We need to end the commodification of subversion. Creating dissonance 
in mass culture is absolutely necessary—do it now or lead a long and 
boring life. If we lose the critical ability to separate our real lives 
from the lives we watch on TV or the characters we play in video games, 
we might as well go full throttle and replace our brains with silicon.

But wait, we are those people on TV and in the video games. Those 
characters are reflections of us, right? What the f**k is going on here?

I’ll tell you: It’s like being under surveillance and knowing it.

We know that no matter what happens, we will continue to see images of 
ourselves on television screens and in magazines. So we pretend not to 
notice or not to care or both, but in the end accept it as how the 
machine works and go about our daily lives.

Simply put, that needs to change, and there are two main ways I see 
that happening.

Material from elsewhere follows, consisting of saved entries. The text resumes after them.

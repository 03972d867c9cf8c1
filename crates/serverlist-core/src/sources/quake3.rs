// ── Quake3-family principals ──

use std::time::Duration;

use serverlist_api::principal::quake3::{self, GetServersQuery, Network, Quake3Principal, StatusDialect};
use strum::{AsRefStr, Display, EnumIter, EnumString, VariantNames};
use tracing::{debug, info, warn};

use super::{FETCH_ATTEMPTS, PLATFORM, checked_address, classic_server, retry};
use crate::error::CoreError;
use crate::links::{LinkContext, LinkRefs};
use crate::model::{ClassicServer, WebLink};
use crate::source::{ProbeOutcome, Source};

const STATUS_TIMEOUT: Duration = Duration::from_secs(3);

#[derive(Debug, Clone, Copy, PartialEq, Eq, Hash, Display, EnumString, EnumIter, AsRefStr, VariantNames)]
#[strum(serialize_all = "lowercase")]
pub enum Quake3Game {
    Cod,
    CodUo,
    Cod2,
    Cod4,
    Cod4X,
    Nexuiz,
    OpenArena,
    Q3Rally,
    Quake,
    Quake3Arena,
    Rtcw,
    Sof2,
    SwJkJa,
    SwJkJo,
    Tremulous,
    UrbanTerror,
    Warfork,
    Warsow,
    WolfensteinEt,
    Xonotic,
}

#[derive(Debug, Clone, Copy, PartialEq, Eq)]
pub struct Quake3PrincipalConfig {
    pub name: &'static str,
    pub hostname: &'static str,
    pub port: u16,
}

const fn principal(name: &'static str, hostname: &'static str, port: u16) -> Quake3PrincipalConfig {
    Quake3PrincipalConfig { name, hostname, port }
}

#[derive(Debug, Clone, Copy)]
pub struct Quake3GameConfig {
    pub protocols: &'static [u32],
    /// Only set for shared dpmaster-style principals.
    pub game_name: &'static str,
    pub keywords: &'static str,
    pub network: Network,
    pub entry_prefix: &'static [u8],
    pub principals: &'static [Quake3PrincipalConfig],
    pub links: LinkRefs,
}

const fn game(protocols: &'static [u32], principals: &'static [Quake3PrincipalConfig]) -> Quake3GameConfig {
    Quake3GameConfig {
        protocols,
        game_name: "",
        keywords: "full empty",
        network: Network::Udp,
        entry_prefix: b"",
        principals,
        links: LinkRefs::NONE,
    }
}

const DEATHMASK: Quake3PrincipalConfig = principal("deathmask.net", "dpmaster.deathmask.net", 27950);

/// A game listed on the shared deathmask.net dpmaster.
const fn dpmaster(
    protocols: &'static [u32],
    game_name: &'static str,
    by_principal: &'static [(&'static str, &'static [&'static str])],
) -> Quake3GameConfig {
    Quake3GameConfig {
        game_name,
        links: LinkRefs {
            any: &[],
            by_principal,
        },
        ..game(protocols, &[DEATHMASK])
    }
}

const COD_LINKS: LinkRefs = LinkRefs {
    any: &[],
    by_principal: &[("activision", &["cod.pm"])],
};
const DEATHMASK_LINKS: &[(&str, &[&str])] = &[("deathmask.net", &["deathmask.net-official"])];
const DEATHMASK_ARENA_LINKS: &[(&str, &[&str])] = &[("deathmask.net", &["deathmask.net-official", "arena.sh"])];

impl Quake3Game {
    pub fn config(self) -> Quake3GameConfig {
        // const blocks keep the principal tables 'static
        match self {
            // 1.1 through 1.5
            Self::Cod => const {
                Quake3GameConfig {
                    links: COD_LINKS,
                    ..game(
                        &[1, 2, 4, 5, 6],
                        &const { [principal("activision", "codmaster.activision.com", 20510)] },
                    )
                }
            },
            Self::CodUo => const {
                Quake3GameConfig {
                    links: COD_LINKS,
                    ..game(&[21, 22], &const { [principal("activision", "coduomaster.activision.com", 20610)] })
                }
            },
            Self::Cod2 => const {
                Quake3GameConfig {
                    links: COD_LINKS,
                    ..game(
                        &[115, 117, 118],
                        &const { [principal("activision", "cod2master.activision.com", 20710)] },
                    )
                }
            },
            Self::Cod4 => const {
                Quake3GameConfig {
                    links: COD_LINKS,
                    ..game(&[1, 6, 7], &const { [principal("activision", "cod4master.activision.com", 20810)] })
                }
            },
            // Same servers for every protocol, so only one is asked for
            Self::Cod4X => const {
                Quake3GameConfig {
                    game_name: "cod4x",
                    keywords: "full empty \0",
                    network: Network::Tcp,
                    entry_prefix: b"\0\0\0\0\x04",
                    ..game(&[6], &const { [principal("cod4x.ovh", "cod4master.cod4x.ovh", 20810)] })
                }
            },
            Self::Nexuiz => dpmaster(&[3], "Nexuiz", DEATHMASK_LINKS),
            Self::OpenArena => dpmaster(&[71], "Quake3Arena", DEATHMASK_ARENA_LINKS),
            Self::Q3Rally => dpmaster(&[71], "Q3Rally", DEATHMASK_LINKS),
            Self::Quake => dpmaster(&[3], "DarkPlaces-Quake", DEATHMASK_LINKS),
            Self::Quake3Arena => const {
                game(
                    &[68],
                    &const { [
                        principal("quake3arena.com", "master.quake3arena.com", 27950),
                        principal("urbanterror.info-1", "master.urbanterror.info", 27900),
                        principal("urbanterror.info-2", "master2.urbanterror.info", 27900),
                        principal("excessiveplus.net", "master0.excessiveplus.net", 27950),
                        principal("ioquake3.org", "master.ioquake3.org", 27950),
                        principal("huxxer.de", "master.huxxer.de", 27950),
                        principal("maverickservers.com", "master.maverickservers.com", 27950),
                        DEATHMASK,
                    ] },
                )
            },
            Self::Rtcw => const {
                game(&[57], &const { [principal("idsoftware", "wolfmaster.idsoftware.com", 27950)] })
            },
            // demo, full and "gold"
            Self::Sof2 => const {
                game(
                    &[2001, 2002, 2004],
                    &const { [principal("ravensoft", "master.sof2.ravensoft.com", 20110)] },
                )
            },
            Self::SwJkJa => const {
                game(
                    &[25, 26],
                    &const { [
                        principal("ravensoft", "masterjk3.ravensoft.com", 29060),
                        principal("jkhub.org", "master.jkhub.org", 29060),
                    ] },
                )
            },
            Self::SwJkJo => const {
                game(
                    &[15, 16],
                    &const { [
                        principal("ravensoft", "masterjk2.ravensoft.com", 28060),
                        principal("jkhub.org", "master.jkhub.org", 28060),
                    ] },
                )
            },
            Self::Tremulous => const {
                Quake3GameConfig {
                    links: LinkRefs {
                        any: &[],
                        by_principal: &[("tremulous.net", &["deathmask.net-unofficial"])],
                    },
                    ..game(&[69], &const { [principal("tremulous.net", "master.tremulous.net", 30710)] })
                }
            },
            Self::UrbanTerror => const {
                Quake3GameConfig {
                    links: LinkRefs {
                        any: &[],
                        by_principal: &[("urbanterror.info", &["deathmask.net-unofficial"])],
                    },
                    ..game(&[68], &const { [principal("urbanterror.info", "master.urbanterror.info", 27900)] })
                }
            },
            Self::Warfork => dpmaster(&[23], "Warfork", DEATHMASK_LINKS),
            Self::Warsow => dpmaster(&[22], "Warsow", DEATHMASK_ARENA_LINKS),
            Self::WolfensteinEt => const {
                game(
                    &[84],
                    &const { [
                        principal("idsoftware", "etmaster.idsoftware.com", 27950),
                        principal("etlegacy.com", "master.etlegacy.com", 27950),
                        principal("etmaster.net", "master0.etmaster.net", 27950),
                    ] },
                )
            },
            Self::Xonotic => const {
                Quake3GameConfig {
                    principals: &const { [DEATHMASK, principal("tchr.no", "dpmaster.tchr.no", 27950)] },
                    ..dpmaster(&[3], "Xonotic", DEATHMASK_ARENA_LINKS)
                }
            },
        }
    }
}

pub struct Quake3Source {
    game: Quake3Game,
    config: Quake3GameConfig,
    principal: Quake3PrincipalConfig,
    timeout: Duration,
    add_links: bool,
}

impl Quake3Source {
    pub fn new(game: Quake3Game, principal: &str, timeout: Duration, add_links: bool) -> Result<Self, CoreError> {
        let config = game.config();
        let principal = config
            .principals
            .iter()
            .find(|p| p.name == principal)
            .copied()
            .ok_or_else(|| CoreError::Config {
                message: format!(
                    "principal {principal} is not available for {game}, expected one of: {}",
                    config
                        .principals
                        .iter()
                        .map(|p| p.name)
                        .collect::<Vec<_>>()
                        .join(", ")
                ),
            })?;
        Ok(Self {
            game,
            config,
            principal,
            timeout,
            add_links,
        })
    }

    /// Lists every protocol in turn. A protocol that keeps failing is
    /// skipped; the run only fails when none of them answered.
    async fn fetch_from(&self, principal: &Quake3Principal) -> Result<Vec<ClassicServer>, CoreError> {
        let mut servers = Vec::new();
        let mut answered = false;
        for &protocol in self.config.protocols {
            let query = self.query(protocol);
            let raw = match retry(self.name(), FETCH_ATTEMPTS, |_| principal.get_servers(&query)).await {
                Ok(raw) => raw,
                Err(e) => {
                    warn!(protocol, error = %e, "giving up on protocol");
                    continue;
                }
            };
            answered = true;
            info!(protocol, entries = raw.len(), "principal answered");

            for entry in raw {
                let Some((ip, port)) = checked_address(&entry.ip.to_string(), i64::from(entry.query_port)) else {
                    continue;
                };
                let mut server = classic_server(ip, port, self.principal.name, Vec::new());
                if self.add_links {
                    server.links = self.build_links(&server.guid, Some(&server.ip), Some(port));
                }
                servers.push(server);
            }
        }

        if !answered {
            return Err(CoreError::Exhausted {
                source_name: self.name().to_owned(),
                attempts: FETCH_ATTEMPTS,
            });
        }
        Ok(servers)
    }

        fn query(&self, protocol: u32) -> GetServersQuery<'static> {
        GetServersQuery {
            protocol,
            game_name: self.config.game_name,
            keywords: self.config.keywords,
            entry_prefix: self.config.entry_prefix,
        }
    }
}

impl Source for Quake3Source {
    type Server = ClassicServer;

    fn name(&self) -> &str {
        self.principal.name
    }

    async fn fetch_candidates(&self) -> Result<Vec<ClassicServer>, CoreError> {
        let principal = Quake3Principal::new(
            self.principal.hostname,
            self.principal.port,
            self.config.network,
            self.timeout,
        );
        self.fetch_from(&principal).await
    }

    async fn check_existence(&self, server: &ClassicServer) -> ProbeOutcome {
        let Some(port) = server.query_port.get() else {
            return ProbeOutcome::NotFound;
        };
        match quake3::get_status(&server.ip, port, StatusDialect::Quake3, STATUS_TIMEOUT).await {
            Ok(_) => ProbeOutcome::Found,
            Err(e) => {
                debug!(uid = %server.guid, error = %e, "failed to query server for expiration check");
                ProbeOutcome::NotFound
            }
        }
    }

    fn build_links(&self, uid: &str, ip: Option<&str>, port: Option<u16>) -> Vec<WebLink> {
        let ctx = LinkContext {
            game: self.game.as_ref(),
            platform: PLATFORM,
            uid,
            ip,
            port,
        };
        self.config.links.render(self.principal.name, &ctx)
    }
}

One is to start reducing the number of hours we spend 
directly experiencing mass media (which is obviously demanding a hell 
of a lot); we’re totally addicted to computers and television, so it 
will be hard to break away.

The flipside of the addiction, though, and my second point is that we 
do tend to have a very keen sense of how to use technology, and thus 
can create our own media independently.

This is happening in Santa Cruz all over the place. The Alarm!, Santa 
Cruz Indymedia, Free Radio Santa Cruz (96.3), and even Santa Cruz 
Community Television all operate independently of the corporate status 
quo, and similar examples can be found in cities across the country. So 
the dissolution of corporate media is already occurring before our 
eyes—we just need to pause and recognize it for what it is.

Actually, we need to go a step beyond recognizing that alternatives to 
conformity exist—we need to make the practice of creating alternative 
media a habit of our daily lives. The more of us that do it, the more 
difficult it will be for our revolutions to be sold back to us as a 
mass commodity. We’ll be paying less attention to the television and 
more attention to what’s really going on in the world so that we can 
report it to our communities.

And taking back media doesn’t end with news, either. News is just the 
beginning of the coup. It continues with the takeover of every other 
sector of the culture industry—merchandizing, marketing, distributing, 
you name it. The challenge is to remain independent every step of the 
way and to never sell out.

There was once a time when selling out was the only option and to think 
otherwise was naive. Now the inverse is true. Culture no longer exists 
within a vacuum of power. Once you can produce your own media, the 
power is all yours.

Aaronius is founder of the Santa Cruz Independent Media 
Center(http://santacruz.indymedia.org/) and is an independent 
videographer. Email him at aaron at cats.ucsc.edu.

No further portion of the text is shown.